[WORK REQUIRED] Which lines below fall between the one containing "self.set_factor(0.0, true);" and the one containing "unless the camera"? Repeat them exactly, counting both of those lines, and add nothing else.
___ STUDY MATERIAL ___
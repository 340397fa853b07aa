#![forbid(unsafe_code)]

//! State machine for the exclusive full-screen camera surface.
//!
//! The machine owns the camera `factor` (how visually open the camera is)
//! and the discrete target `open`. It never touches the platform: every
//! side effect is queued as a [`CameraEffect`] and applied by the owner
//! after each call, in order.
//!
//! ```text
//!            tap / drop(open)                completion at 1
//!   Closed ───────────────────▶ Opening ─────────────────────▶ Open
//!     ▲                           │ ▲                            │
//!     │ completion at 0           │ │ redirect                   │ close / drop(closed)
//!     └──────────────────────── Closing ◀─────────────────────────┘
//!
//!   Dragging(target) is entered from Closed/Open by `start_drag` and left
//!   by `drop_drag`, which hands the remaining distance to the animator.
//! ```
//!
//! # Invariants
//!
//! 1. `factor` stays within `[0, 1]`.
//! 2. Only a factor of exactly `1.0` with target open focuses the camera and
//!    detaches the main content. Only exactly `0.0` with target closed
//!    detaches the camera and refocuses the content.
//! 3. A redirect while animating continues from the current factor.
//! 4. The orientation is locked while `0 < factor < 1`, while dragging,
//!    while opening, and while fully open without free rotation; never
//!    while a media editor is open.
//!
//! # Failure Modes
//!
//! - Requests failing [`CameraMachine::can_open`] return `false` and queue
//!   nothing.
//! - Drag calls while not dragging are ignored.

use std::time::Duration;

use ovl_core::CameraOptions;
use ovl_runtime::{Animator, AnimatorEvent, OverlayConfig};

/// Host conditions consulted by [`CameraMachine::can_open`].
#[derive(Debug, Clone, Copy, PartialEq, Eq, Default)]
pub struct CameraGate {
    pub host_resumed: bool,
    /// A voice/video recording surface is open.
    pub recording: bool,
    /// Navigation, its header, or a modal window is mid-animation.
    pub navigation_busy: bool,
}

/// Capabilities reported by the camera view.
#[derive(Debug, Clone, Copy, PartialEq, Eq, Default)]
pub struct CameraCaps {
    pub custom_rotations: bool,
    pub editor_open: bool,
}

/// Coarse view of the machine for callers and logs.
#[derive(Debug, Clone, Copy, PartialEq, Eq)]
pub enum CameraPhase {
    Closed,
    Opening,
    Open,
    Closing,
    Dragging { open: bool },
}

/// Platform work requested by the machine.
#[derive(Debug, Clone, Copy, PartialEq)]
pub enum CameraEffect {
    /// Configure the camera for `options` and clear contextual windows.
    Prepare(CameraOptions),
    /// Attach the camera surface beneath the content.
    AttachCamera,
    DetachCamera,
    /// Re-attach the main content above the camera.
    AttachContent,
    DetachContent,
    FocusCamera,
    BlurCamera,
    FocusContent,
    BlurContent,
    /// The factor changed.
    Factor { value: f32, by_drag: bool, growing: bool },
    OrientationLock(bool),
    HideKeyboard,
    CleanAfterHide,
}

/// The camera surface state machine.
#[derive(Debug)]
pub struct CameraMachine {
    open: bool,
    dragging: bool,
    factor: f32,
    animator: Animator,
    options: Option<CameraOptions>,
    /// Camera surface is attached.
    prepared: bool,
    content_detached: bool,
    camera_focused: bool,
    blocked: bool,
    ownership_taken: bool,
    orientation_locked: bool,
    caps: CameraCaps,
    open_duration: Duration,
    fling_duration: Duration,
    drop_duration: Duration,
    drop_threshold: f32,
    effects: Vec<CameraEffect>,
}

impl CameraMachine {
    /// Create a closed machine using the camera timings of `config`.
    pub fn new(config: &OverlayConfig) -> Self {
        Self {
            open: false,
            dragging: false,
            factor: 0.0,
            animator: Animator::new(0.0, config.camera_open_duration),
            options: None,
            prepared: false,
            content_detached: false,
            camera_focused: false,
            blocked: false,
            ownership_taken: false,
            orientation_locked: false,
            caps: CameraCaps::default(),
            open_duration: config.camera_open_duration,
            fling_duration: config.camera_fling_duration,
            drop_duration: config.camera_drop_duration,
            drop_threshold: config.camera_drop_threshold,
            effects: Vec::new(),
        }
    }

    // --- Queries ---

    /// Target state: `true` once an open was committed.
    #[inline]
    pub fn is_open(&self) -> bool {
        self.open
    }

    #[inline]
    pub fn is_dragging(&self) -> bool {
        self.dragging
    }

    #[inline]
    pub fn factor(&self) -> f32 {
        self.factor
    }

    #[inline]
    pub fn is_animating(&self) -> bool {
        self.animator.is_animating()
    }

    #[inline]
    pub fn is_blocked(&self) -> bool {
        self.blocked
    }

    #[inline]
    pub fn is_ownership_taken(&self) -> bool {
        self.ownership_taken
    }

    #[inline]
    pub fn is_orientation_locked(&self) -> bool {
        self.orientation_locked
    }

    /// Options of the last committed open.
    #[inline]
    pub fn options(&self) -> Option<CameraOptions> {
        self.options
    }

    /// The camera surface is attached and not lent to another caller.
    #[inline]
    pub fn is_owning_camera(&self) -> bool {
        self.prepared && !self.ownership_taken
    }

    /// Main content was detached by a completed open.
    #[inline]
    pub fn is_content_detached(&self) -> bool {
        self.content_detached
    }

    /// The camera keeps the host from starting other transitions.
    #[inline]
    pub fn is_busy(&self) -> bool {
        self.open || self.dragging
    }

    /// Whether the camera asks for fullscreen decor.
    pub fn wants_fullscreen(&self) -> bool {
        (self.factor > 0.0 || self.dragging) && !self.caps.editor_open
    }

    /// Whether the camera asks to keep the screen awake.
    pub fn keeps_awake(&self) -> bool {
        self.factor > 0.0 || self.dragging
    }

    pub fn phase(&self) -> CameraPhase {
        if self.dragging {
            CameraPhase::Dragging { open: self.open }
        } else if self.open {
            if self.factor >= 1.0 && !self.animator.is_animating() {
                CameraPhase::Open
            } else {
                CameraPhase::Opening
            }
        } else if self.factor <= 0.0 && !self.animator.is_animating() {
            CameraPhase::Closed
        } else {
            CameraPhase::Closing
        }
    }

    /// Whether a new camera transition may start.
    pub fn can_open(&self, gate: &CameraGate) -> bool {
        !(self.animator.is_animating()
            || !gate.host_resumed
            || gate.recording
            || self.ownership_taken
            || gate.navigation_busy)
    }

    /// Whether a touch-down may arm a drag toward `open`.
    pub fn can_toggle(&self, open: bool, gate: &CameraGate) -> bool {
        self.open != open && self.can_open(gate)
    }

    /// Take the queued effects.
    pub fn drain_effects(&mut self) -> Vec<CameraEffect> {
        std::mem::take(&mut self.effects)
    }

    // --- Commands ---

    /// Update view capabilities and re-derive the orientation lock.
    pub fn set_caps(&mut self, caps: CameraCaps) {
        if self.caps != caps {
            self.caps = caps;
            self.refresh();
        }
    }

    /// Tap-to-open, after the owner checked the gate, keyboard and permission.
    pub fn open(&mut self, options: CameraOptions) {
        self.set_open(Some(options), true, false);
    }

    /// Programmatic close with the regular animation.
    pub fn close(&mut self) {
        self.set_dragging(false);
        self.set_open(None, false, false);
    }

    /// Close in response to a back press. Ignored while recording or blocked.
    pub fn close_by_back_press(&mut self, recording: bool) -> bool {
        if recording || self.blocked {
            return false;
        }
        self.close();
        true
    }

    /// Jump to closed without waiting for an animation.
    pub fn force_close(&mut self) {
        if !self.open {
            return;
        }
        self.set_dragging(true);
        self.set_factor(0.0, true);
        self.drop_drag(Some(false), false);
    }

    /// Begin a drag toward `open` (the owner already ran [`can_toggle`](Self::can_toggle)
    /// and the permission check).
    ///
    /// Opening in a non-portrait orientation is refused unless the camera
    /// rotates freely.
    pub fn start_drag(&mut self, options: CameraOptions, open: bool, portrait: bool) -> bool {
        if self.open == open {
            return false;
        }
        if open && !portrait && !self.caps.custom_rotations {
            return false;
        }
        self.set_dragging(true);
        self.set_open(Some(options), open, true);
        true
    }

    /// Follow the finger. Ignored unless dragging.
    pub fn set_drag_factor(&mut self, factor: f32) {
        if self.dragging {
            self.set_factor(factor, true);
        }
    }

    /// Release the drag. `open = None` decides by the drop threshold.
    pub fn drop_drag(&mut self, open: Option<bool>, by_fling: bool) {
        if !self.dragging {
            return;
        }
        let open = open.unwrap_or(self.factor >= self.drop_threshold) || self.blocked;
        self.set_dragging(false);
        let options = self.options;
        self.set_open(options, open, true);
        if (open && self.factor == 1.0) || (!open && self.factor == 0.0) {
            self.finish(self.factor);
            return;
        }
        let duration = if by_fling && open {
            self.fling_duration
        } else {
            self.drop_duration
        };
        self.animator.set_duration(duration);
        self.animator.animate_to(if open { 1.0 } else { 0.0 });
    }

    /// Blocking drops a drag in progress and forces it open.
    pub fn set_blocked(&mut self, blocked: bool) {
        if self.blocked != blocked {
            self.blocked = blocked;
            if blocked {
                self.drop_drag(None, false);
            }
        }
    }

    /// Lend the camera surface to another caller.
    pub fn take_ownership(&mut self, options: CameraOptions, gate: &CameraGate) -> bool {
        if self.open || !self.can_open(gate) {
            return false;
        }
        self.effects.push(CameraEffect::Prepare(options));
        self.ownership_taken = true;
        true
    }

    pub fn release_ownership(&mut self) {
        if self.ownership_taken {
            self.ownership_taken = false;
            self.effects.push(CameraEffect::Prepare(CameraOptions::default()));
        }
    }

    /// Step the camera animation.
    pub fn advance(&mut self, dt: Duration) {
        match self.animator.advance(dt) {
            None => {}
            Some(AnimatorEvent::Progress(v)) => self.set_factor(v, false),
            Some(AnimatorEvent::Completed(v)) => {
                self.set_factor(v, false);
                self.finish(v);
            }
        }
    }

    // --- Internals ---

    fn set_open(&mut self, options: Option<CameraOptions>, open: bool, by_drag: bool) {
        if self.open == open {
            return;
        }
        self.open = open;
        if open {
            self.options = options;
        }
        let target = if open { 1.0 } else { 0.0 };
        if !by_drag {
            self.animator.set_duration(self.open_duration);
        }
        if self.animator.is_animating() {
            if by_drag {
                self.animator.cancel();
            } else {
                self.animator.animate_to(target);
            }
        } else if open {
            self.replace_content_with_camera(!by_drag);
        } else {
            self.replace_camera_with_content(!by_drag);
        }
    }

    fn replace_content_with_camera(&mut self, launch: bool) {
        if !self.prepared {
            self.effects
                .push(CameraEffect::Prepare(self.options.unwrap_or_default()));
            self.effects.push(CameraEffect::AttachCamera);
            self.effects.push(CameraEffect::BlurContent);
            self.prepared = true;
            self.refresh();
        }
        if launch {
            self.animator.animate_to(1.0);
        }
    }

    fn replace_camera_with_content(&mut self, launch: bool) {
        if self.content_detached {
            if self.camera_focused {
                self.effects.push(CameraEffect::AttachContent);
                self.effects.push(CameraEffect::BlurCamera);
                self.content_detached = false;
                self.camera_focused = false;
                if launch {
                    self.animator.animate_to(0.0);
                }
            }
        } else if launch {
            self.animator.animate_to(0.0);
        }
    }

    fn set_factor(&mut self, factor: f32, by_drag: bool) {
        let factor = factor.abs().min(1.0);
        if self.factor == factor {
            return;
        }
        let growing = factor > self.factor;
        self.factor = factor;
        if by_drag {
            self.animator.force_value(factor);
        }
        self.effects.push(CameraEffect::Factor {
            value: factor,
            by_drag,
            growing,
        });
        self.refresh();
    }

    fn set_dragging(&mut self, dragging: bool) {
        if self.dragging != dragging {
            self.dragging = dragging;
            self.refresh();
        }
    }

    fn finish(&mut self, factor: f32) {
        if factor == 1.0 && self.open {
            self.effects.push(CameraEffect::DetachContent);
            self.effects.push(CameraEffect::FocusCamera);
            self.effects.push(CameraEffect::HideKeyboard);
            self.content_detached = true;
            self.camera_focused = true;

            #[cfg(feature = "tracing")]
            tracing::debug!("camera completely open");
        } else if factor == 0.0 && !self.open {
            self.effects.push(CameraEffect::CleanAfterHide);
            self.effects.push(CameraEffect::DetachCamera);
            self.effects.push(CameraEffect::FocusContent);
            self.prepared = false;

            #[cfg(feature = "tracing")]
            tracing::debug!("camera completely closed");
        }
        self.refresh();
    }

    fn refresh(&mut self) {
        let f = self.factor;
        let locked = ((f < 1.0 && self.open)
            || (f > 0.0 && f < 1.0)
            || self.dragging
            || (f == 1.0 && !self.caps.custom_rotations))
            && !self.caps.editor_open;
        if locked != self.orientation_locked {
            self.orientation_locked = locked;
            self.effects.push(CameraEffect::OrientationLock(locked));
        }
    }
}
___
[TASK OUTPUT]
        self.set_factor(0.0, true);
        self.drop_drag(Some(false), false);
    }

    /// Begin a drag toward `open` (the owner already ran [`can_toggle`](Self::can_toggle)
    /// and the permission check).
    ///
    /// Opening in a non-portrait orientation is refused unless the camera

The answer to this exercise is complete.